Gerrymandering used to be an under-the-radar political fight, known mostly to insiders. In recent years, it has taken on new prominence as congressional and state legislative districts are rewritten every ten years — with the spoils going to the victors.

Pennsylvania’s most recent round is a case in point: despite losing the statewide vote by 379,000, Democrats control the state house today because of lines forced through by the Democrat-controlled state Supreme Court.

The process goes on in miniature across the commonwealth, too. One such line-drawing fight is playing out in court right now in Upper Providence Township in Delaware County.

The township is governed by a board of five members, each elected in a single-member district. When the lines were last drawn 30 years ago, the districts were roughly equal. Now, minor population shifts have left some more populous than others. So, the township council shifted the lines to make the districts closer to equal in population.

Everyone agrees that the districts are now more equal in size, but the way they got there — and which neighborhoods were put where — is a more contentious topic. Some Upper Providence residents allege that the lines are unnecessarily disruptive and were drawn to protect a Democratic majority on the board. The board, through court documents, denies this is the case.

Just shy of 40 percent of the township is Republican, but four of five members of the township council are Democrats. The residents opposing the changed borders say that the changes “shifted the partisan balance of the Township strongly in favor of the Majority party,” according to their website.

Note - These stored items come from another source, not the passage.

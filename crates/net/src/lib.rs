//! Lobby Network Library
//!
//! Client side of the matchmaking/chat line protocol.
//!
//! # Architecture
//!
//! - **Transport**: one frame per WebSocket text message, or per line over TCP
//! - **Protocol**: `<tag>@<payload>` frames, tagged with a request id or `server`
//! - **Correlation**: request ids matched to their replies
//! - **Session**: `Registration -> Searching <-> InGame` state and its data
//! - **Receive loop**: background task routing replies and applying pushes
//! - **Connection**: the public operations, each checked against the state first
//!
//! # Usage
//!
//! ```ignore
//! let config = ClientConfig::default();
//! let conn = Connection::connect(&config).await?;
//!
//! conn.register("Alice").await?;
//! for player in conn.players().await? {
//!     println!("{}:{}", player.id, player.nickname);
//! }
//! ```

pub mod client;
pub mod correlation;
pub mod error;
mod frame;
pub mod protocol;
mod receiver;
pub mod session;
pub mod transport;

pub use client::Connection;
pub use correlation::CorrelationTable;
pub use error::{Error, Result};
pub use protocol::{Command, Frame, RequestId, ServerMessage};
pub use session::Session;
pub use transport::{
    ChannelTransport, LineTransport, TcpTransport, Transport, TransportReader, TransportWriter,
    WsTransport,
};
//! Lobby Core Library
//!
//! Models, input validation, invariants and configuration shared by the
//! lobby network client and its front-ends.

pub mod config;
pub mod error;
pub mod invariants;
pub mod models;
pub mod validation;

pub use config::{ClientConfig, TransportKind, DEFAULT_HOST, DEFAULT_PORT};
pub use error::{Error, Result};
pub use models::*;
pub use validation::{is_valid_message, is_valid_nickname, MAX_NICKNAME_LEN};
#[tokio::test]
async fn test_history_disabled() {
    let mut config = test_config();
    config.keep_history = false;
    let (conn, mut server) = start_with(config);
    enter_game(&conn, &mut server).await;

    assert!(matches!(
        conn.processed_messages().await,
        Err(Error::HistoryDisabled)
    ));
}

#[tokio::test]
async fn test_send_message() {
    let (conn, mut server) = start();
    enter_game(&conn, &mut server).await;

    let (result, ()) = tokio::join!(conn.send_message("good game"), async {
        let id = server.expect("message:good game").await;
        server.reply(id, "success").await;
    });
    result.unwrap();

    assert!(matches!(
        conn.send_message("no <tags>").await,
        Err(Error::InvalidMessage(_))
    ));
    server.expect_silence().await;
}

#[tokio::test]
async fn test_send_message_outside_game() {
    let (conn, mut server) = start();
    register(&conn, &mut server).await;

    assert!(matches!(
        conn.send_message("hello").await,
        Err(Error::WrongState { .. })
    ));
    server.expect_silence().await;
}

#[tokio::test]
async fn test_end_game_returns_to_searching() {
    let (conn, mut server) = start();
    enter_game(&conn, &mut server).await;
    server.push("message:bye").await;

    let (result, ()) = tokio::join!(conn.end_game(), async {
        let id = server.expect("end game").await;
        server.reply(id, "success").await;
    });
    result.unwrap();

    assert_eq!(conn.state().await, ConnectionState::Searching);
    assert!(conn.offers().await.unwrap().is_empty());
    assert!(matches!(conn.opponent().await, Err(Error::WrongState { .. })));
}

#[tokio::test]
async fn test_end_game_push_from_opponent() {
    let (conn, mut server) = start();
    enter_game(&conn, &mut server).await;

    server.push("end game").await;
    wait_for_state(&conn, ConnectionState::Searching).await;
    assert!(matches!(conn.messages().await, Err(Error::WrongState { .. })));
}

#[tokio::test]
async fn test_unrecognised_push_keeps_loop_running() {
    let (conn, mut server) = start();

    server.push("weather:sunny").await;
    register(&conn, &mut server).await;

    let errors = conn.take_protocol_errors();
    assert_eq!(errors.len(), 1);
    assert!(matches!(errors[0], Error::Protocol(_)));
}

#[tokio::test]
async fn test_duplicate_reply_surfaced() {
    let (conn, mut server) = start();

    let (result, ()) = tokio::join!(conn.register("Alice"), async {
        let id = server.expect("register:Alice").await;
        server.reply(id, "id:7").await;
        server.reply(id, "id:7").await;
    });
    result.unwrap();

    for _ in 0..200 {
        let errors = conn.take_protocol_errors();
        if !errors.is_empty() {
            assert!(matches!(errors[0], Error::Protocol(_)));
            return;
        }
        tokio::time::sleep(Duration::from_millis(5)).await;
    }
    panic!("duplicate reply was not reported");
}

#[tokio::test]
async fn test_transport_closure_releases_waiter() {
    let (conn, mut server) = start();

    let (result, ()) = tokio::join!(conn.register("Alice"), async {
        server.expect("register:Alice").await;
        drop(server);
    });

    assert!(matches!(result, Err(Error::ConnectionLost)));
    wait_for_state(&conn, ConnectionState::NotConnected).await;
    assert!(matches!(conn.players().await, Err(Error::WrongState { .. })));
}

#[tokio::test]
async fn test_request_timeout() {
    let mut config = test_config();
    config.request_timeout_ms = 50;
    let (conn, mut server) = start_with(config);

    let (result, ()) = tokio::join!(conn.register("Alice"), async {
        server.expect("register:Alice").await;
    });

    assert!(matches!(result, Err(Error::Timeout(_))));
    assert_eq!(conn.state().await, ConnectionState::Registration);
}

#[tokio::test]
async fn test_request_ids_are_distinct() {
    let (conn, mut server) = start();
    register(&conn, &mut server).await;

    let mut seen = std::collections::HashSet::new();
    for _ in 0..5 {
        let (result, ()) = tokio::join!(conn.players(), async {
            let id = server.expect("list").await;
            assert!(seen.insert(id), "request id {} reused", id);
            server.reply(id, "list:3:Bob").await;
        });
        result.unwrap();
    }
}

#[tokio::test]
async fn test_shutdown_ends_game() {
    let (mut conn, mut server) = start();
    enter_game(&conn, &mut server).await;

    let server_task = tokio::spawn(async move {
        let id = server.expect("end game").await;
        server.reply(id, "success").await;
        server
    });

    conn.shutdown().await;
    assert_eq!(conn.state().await, ConnectionState::NotConnected);
    assert!(matches!(conn.id().await, Err(Error::WrongState { .. })));
    server_task.await.unwrap();
}

#[tokio::test]
async fn test_undecodable_line_does_not_end_session() {
    let (client_io, server_io) = tokio::io::duplex(1024);
    let conn = Connection::with_transport(LineTransport::new(client_io), &test_config());
    let (server_read, mut server_write) = tokio::io::split(server_io);
    let mut lines = BufReader::new(server_read).lines();

    let (result, ()) = tokio::join!(conn.register("Alice"), async {
        let line = lines.next_line().await.unwrap().unwrap();
        let (id, payload) = line.split_once('@').unwrap();
        assert_eq!(payload, "register:Alice");
        server_write
            .write_all(format!("server@id:7\n{}@success\n", id).as_bytes())
            .await
            .unwrap();
    });
    result.unwrap();

    server_write
        .write_all(b"server@message:\xff\xfe\nserver@offer:3\n")
        .await
        .unwrap();

    for _ in 0..200 {
        if !conn.offers().await.unwrap().is_empty() {
            break;
        }
        tokio::time::sleep(Duration::from_millis(5)).await;
    }

    assert_eq!(conn.state().await, ConnectionState::Searching);
    assert_eq!(conn.offers().await.unwrap(), vec![PlayerId::new("3")]);
    let errors = conn.take_protocol_errors();
    assert_eq!(errors.len(), 1);
    assert!(matches!(errors[0], Error::Protocol(_)));
}
//! Connection to a matchmaking server
//!
//! [`Connection`] is the public operation surface. Every operation checks the
//! session state first and fails with [`Error::WrongState`] without touching
//! the network. Commands are written by a dedicated writer task and the caller
//! then waits for the receive loop to deposit the matching reply.

use std::sync::Arc;
use std::time::Duration;

use lobby_core::{
    is_valid_message, is_valid_nickname, ClientConfig, ConnectionState, Message, MessageId,
    Player, PlayerId, TransportKind,
};
use tokio::sync::{mpsc, oneshot, watch};
use tokio::task::JoinHandle;
use tracing::{debug, error, info, warn};

use crate::error::{Error, Result};
use crate::protocol::{encode_request, parse_reply, Command, Reply, ServerMessage};
use crate::receiver::{receive_loop, Shared};
use crate::session::Session;
use crate::transport::{TcpTransport, Transport, TransportWriter, WsTransport};

/// Outbound frames buffered ahead of the writer task
const OUTBOUND_BUFFER: usize = 64;

/// Upper bound on ending a running game during shutdown
const SHUTDOWN_GRACE: Duration = Duration::from_secs(2);

/// A frame queued for the writer task, with a slot for the write result
struct Outbound {
    frame: String,
    done: oneshot::Sender<Result<()>>,
}

/// Client handle for a single server connection
pub struct Connection {
    shared: Arc<Shared>,
    outbound: mpsc::Sender<Outbound>,
    request_timeout: Option<Duration>,
    stop_tx: Option<oneshot::Sender<()>>,
    receiver: Option<JoinHandle<()>>,
    writer: Option<JoinHandle<()>>,
}

impl Connection {
    /// Connect to the server named in `config` using its transport kind
    pub async fn connect(config: &ClientConfig) -> Result<Self> {
        match config.transport {
            TransportKind::WebSocket => {
                let url = config.websocket_url();
                info!(url = %url, "Connecting to server");
                let transport = WsTransport::connect(&url).await?;
                Ok(Self::with_transport(transport, config))
            }
            TransportKind::Tcp => {
                let addr = config.address();
                info!(addr = %addr, "Connecting to server");
                let transport = TcpTransport::connect(&addr).await?;
                Ok(Self::with_transport(transport, config))
            }
        }
    }

    /// Run the connection engine over an already established transport
    ///
    /// Must be called from within a tokio runtime.
    pub fn with_transport<T: Transport>(transport: T, config: &ClientConfig) -> Self {
        let (reader, writer) = transport.split();
        let shared = Arc::new(Shared::new(Session::new(config.keep_history)));

        let (outbound, outbound_rx) = mpsc::channel(OUTBOUND_BUFFER);
        let (stop_tx, stop_rx) = oneshot::channel();

        let writer = tokio::spawn(writer_task(writer, outbound_rx, shared.clone()));
        let receiver = tokio::spawn(receive_loop(reader, shared.clone(), stop_rx));

        debug!("Connection established");

        Connection {
            shared,
            outbound,
            request_timeout: config.request_timeout(),
            stop_tx: Some(stop_tx),
            receiver: Some(receiver),
            writer: Some(writer),
        }
    }

    /// Get current connection state
    pub async fn state(&self) -> ConnectionState {
        self.shared.session.read().await.state()
    }

    /// Get the id the server assigned to this player
    pub async fn id(&self) -> Result<PlayerId> {
        self.shared
            .session
            .read()
            .await
            .require_registered()
            .cloned()
    }

    /// Get the current opponent
    pub async fn opponent(&self) -> Result<PlayerId> {
        let session = self.shared.session.read().await;
        session.require(ConnectionState::InGame)?;
        session
            .opponent()
            .cloned()
            .ok_or_else(|| Error::Protocol("In game without an opponent".into()))
    }

    /// Register a nickname and start searching for an opponent
    pub async fn register(&self, nickname: &str) -> Result<PlayerId> {
        self.require(ConnectionState::Registration).await?;
        if !is_valid_nickname(nickname) {
            return Err(Error::InvalidNickname(nickname.to_string()));
        }

        let mut updates = self.shared.subscribe();
        if let Some(ServerMessage::PlayerId(id)) =
            self.request(Command::Register(nickname.to_string())).await?
        {
            self.shared.session.write().await.bind_player_id(id)?;
        }

        // The id may arrive as a push after the reply
        self.wait_for(&mut updates, |session| session.player_id().cloned())
            .await?;

        let id = self.shared.session.write().await.complete_registration()?;
        self.shared.notify();
        Ok(id)
    }

    /// Request a fresh snapshot of the players searching for a game
    pub async fn players(&self) -> Result<Vec<Player>> {
        self.require(ConnectionState::Searching).await?;

        let mut updates = self.shared.subscribe();
        let revision = self.shared.session.read().await.list_revision();

        if let Some(ServerMessage::PlayerList(players)) = self.request(Command::List).await? {
            self.shared.session.write().await.update_players(players);
            self.shared.notify();
        }

        self.wait_for(&mut updates, |session| {
            (session.list_revision() > revision).then(|| session.players().to_vec())
        })
        .await
    }

    /// Invite a player from the last known player list
    pub async fn send_offer(&self, target: &PlayerId) -> Result<()> {
        {
            let session = self.shared.session.read().await;
            session.require(ConnectionState::Searching)?;
            if !session.knows_player(target) {
                return Err(Error::UnknownPlayer(target.clone()));
            }
        }

        self.request(Command::Offer(target.clone())).await?;
        info!(target = %target, "Offer sent");
        Ok(())
    }

    /// Players that invited this client
    pub async fn offers(&self) -> Result<Vec<PlayerId>> {
        let session = self.shared.session.read().await;
        session.require(ConnectionState::Searching)?;
        Ok(session.offers().to_vec())
    }

    /// Unprocessed messages from the opponent, in arrival order
    pub async fn messages(&self) -> Result<Vec<Message>> {
        let session = self.shared.session.read().await;
        session.require(ConnectionState::InGame)?;
        Ok(session.messages())
    }

    /// Mark a message as processed so it is no longer returned by [`Self::messages`]
    pub async fn remove_message(&self, id: MessageId) -> Result<()> {
        let mut session = self.shared.session.write().await;
        session.require(ConnectionState::InGame)?;
        session.remove_message(id)
    }

    /// Messages already marked as processed (requires `keep_history`)
    pub async fn processed_messages(&self) -> Result<Vec<Message>> {
        let session = self.shared.session.read().await;
        session.require(ConnectionState::InGame)?;
        session.processed_messages()
    }

    /// Processed and unprocessed messages (requires `keep_history`)
    pub async fn all_messages(&self) -> Result<Vec<Message>> {
        let session = self.shared.session.read().await;
        session.require(ConnectionState::InGame)?;
        session.all_messages()
    }

    /// Send a chat line to the opponent
    pub async fn send_message(&self, body: &str) -> Result<()> {
        self.require(ConnectionState::InGame).await?;
        if !is_valid_message(body) {
            return Err(Error::InvalidMessage(body.to_string()));
        }

        self.request(Command::Message(body.to_string())).await?;
        Ok(())
    }

    /// Leave the current game and go back to searching
    pub async fn end_game(&self) -> Result<()> {
        let opponent = self.opponent().await?;

        self.request(Command::EndGame).await?;

        // A push may already have ended this game
        if self.shared.session.write().await.end_game_with(&opponent) {
            self.shared.notify();
        }
        Ok(())
    }

    /// Protocol violations seen by the receive loop since the last call
    pub fn take_protocol_errors(&self) -> Vec<Error> {
        self.shared.take_protocol_errors()
    }

    /// Close the connection
    ///
    /// Ends a running game, stops the receive loop, releases any waiting
    /// callers and waits for the loop to finish. Safe to call more than once.
    pub async fn shutdown(&mut self) {
        if self.state().await == ConnectionState::InGame {
            match tokio::time::timeout(SHUTDOWN_GRACE, self.end_game()).await {
                Ok(Ok(())) => {}
                Ok(Err(e)) => debug!(error = %e, "Could not end game during shutdown"),
                Err(_) => debug!("Timed out ending game during shutdown"),
            }
        }

        if let Some(stop_tx) = self.stop_tx.take() {
            let _ = stop_tx.send(());
        }
        if let Some(receiver) = self.receiver.take() {
            if let Err(e) = receiver.await {
                warn!(error = %e, "Receive loop failed");
            }
        }
        if let Some(writer) = self.writer.take() {
            writer.abort();
        }

        info!("Connection closed");
    }

    async fn require(&self, expected: ConnectionState) -> Result<()> {
        self.shared.session.read().await.require(expected)
    }

    /// Send a command and wait for its reply
    ///
    /// A reply starting with the error prefix becomes [`Error::Server`].
    async fn request(&self, command: Command) -> Result<Option<ServerMessage>> {
        let request_id = self.shared.table.reserve()?;
        let frame = encode_request(request_id, &command);
        debug!(request_id, command = command.name(), "Sending request");

        if let Err(e) = self.write(frame).await {
            self.shared.table.forget(request_id);
            return Err(e);
        }

        let payload = self
            .shared
            .table
            .wait(request_id, self.request_timeout)
            .await?;

        match parse_reply(&payload) {
            Reply::Ok(msg) => Ok(msg),
            Reply::Failed(reason) => {
                debug!(request_id, reason = %reason, "Request failed");
                Err(Error::Server(reason))
            }
        }
    }

    async fn write(&self, frame: String) -> Result<()> {
        let (done, done_rx) = oneshot::channel();
        self.outbound
            .send(Outbound { frame, done })
            .await
            .map_err(|_| Error::ConnectionLost)?;
        done_rx.await.map_err(|_| Error::ConnectionLost)?
    }

    /// Wait until `check` yields a value, re-checking after every session update
    async fn wait_for<T>(
        &self,
        updates: &mut watch::Receiver<u64>,
        mut check: impl FnMut(&Session) -> Option<T>,
    ) -> Result<T> {
        let wait = async {
            loop {
                {
                    let session = self.shared.session.read().await;
                    if let Some(value) = check(&*session) {
                        return Ok(value);
                    }
                    if session.state() == ConnectionState::NotConnected {
                        return Err(Error::ConnectionLost);
                    }
                }
                if updates.changed().await.is_err() {
                    return Err(Error::ConnectionLost);
                }
            }
        };

        match self.request_timeout {
            Some(limit) => tokio::time::timeout(limit, wait)
                .await
                .map_err(|_| Error::Timeout(limit))?,
            None => wait.await,
        }
    }
}

impl Drop for Connection {
    fn drop(&mut self) {
        if let Some(stop_tx) = self.stop_tx.take() {
            let _ = stop_tx.send(());
        }
        if let Some(writer) = self.writer.take() {
            writer.abort();
        }
    }
}

/// Writer task - sends queued frames to the server in order
///
/// A failed write ends the session: the state is `NotConnected` before the
/// caller sees the error.
async fn writer_task<W: TransportWriter>(
    mut writer: W,
    mut rx: mpsc::Receiver<Outbound>,
    shared: Arc<Shared>,
) {
    while let Some(Outbound { frame, done }) = rx.recv().await {
        debug!(frame = %frame, "Sending frame");
        let result = writer.send(&frame).await;
        let failed = result.is_err();
        if let Err(e) = &result {
            error!(error = %e, "Write failed");
            shared.transport_lost().await;
        }
        let _ = done.send(result);
        if failed {
            break;
        }
    }
    debug!("Writer task stopped");
}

But wait a second — in the current registration analysis, Republicans only have an advantage in one district, and then that shifts to an advantage in two districts. How can this be a gerrymander?

“My ultimate contention is that right now, there are only two Dem ‘leaning’ districts. I know on paper there are four in their ‘column,’ but frankly, given voting trends and turnout rates, the D+5 and D+6 districts are extremely competitive toss-ups,” said Joe Solomon, one of the driving forces behind the website and lawsuit.

“What [the council is doing] is essentially sacrificing an advantage in one of the toss-ups (the 3rd District — albeit, it remains a toss-up) and by doing so they guarantee themselves another district in the 4th District,” Solomon continued.

“So the gerrymander is that, instead of having a 2–1 advantage in seats and competing for the other two with an advantage, they now guarantee a 3–1 Council, which is majority control. They no longer have to spend campaign resources in the 4th District and can reliably count on majority control of the Township for the foreseeable future,” he concluded.

Everyone agrees that the districts are now more equal in size, but the way they got there — and which neighborhoods were put where — is a more contentious topic.

The council declined to respond to Broad + Liberty’s request for comment, citing the pending lawsuit, but did include copies of their response to the charges, which they have filed with the courts.

“[I]n 2022, the Democrats won in all five districts decisively. Republicans cannot show that they lost narrowly anywhere. Republicans also did not have ‘wasted votes’ because they did not win any races,” the council’s reply brief says. “If anything, it shows Republicans are vastly overrepresented by the one seat they held on Township Council.”

Also in those filings, the council’s attorney notes that the challenges to the new lines ignore independent voters in their calculus while also pointing out that even under the old district lines, Democrats carried all five districts in the 2022 races for governor and United States senator.

At the heart of the dispute is the question of whether the boundaries chosen by the Democratic-majority council rise to the level of the standard in Pennsylvania’s gerrymandering caselaw, which the state supreme court in League of Women Voters v. Commonwealth describes as showing that the map “clearly, palpably, and plainly violates the Constitution.”

Defining exactly what that means is not easy. The Upper Providence case could be the first since League of Women Voters in 2018 to drill down on exactly how one could prove such a violation.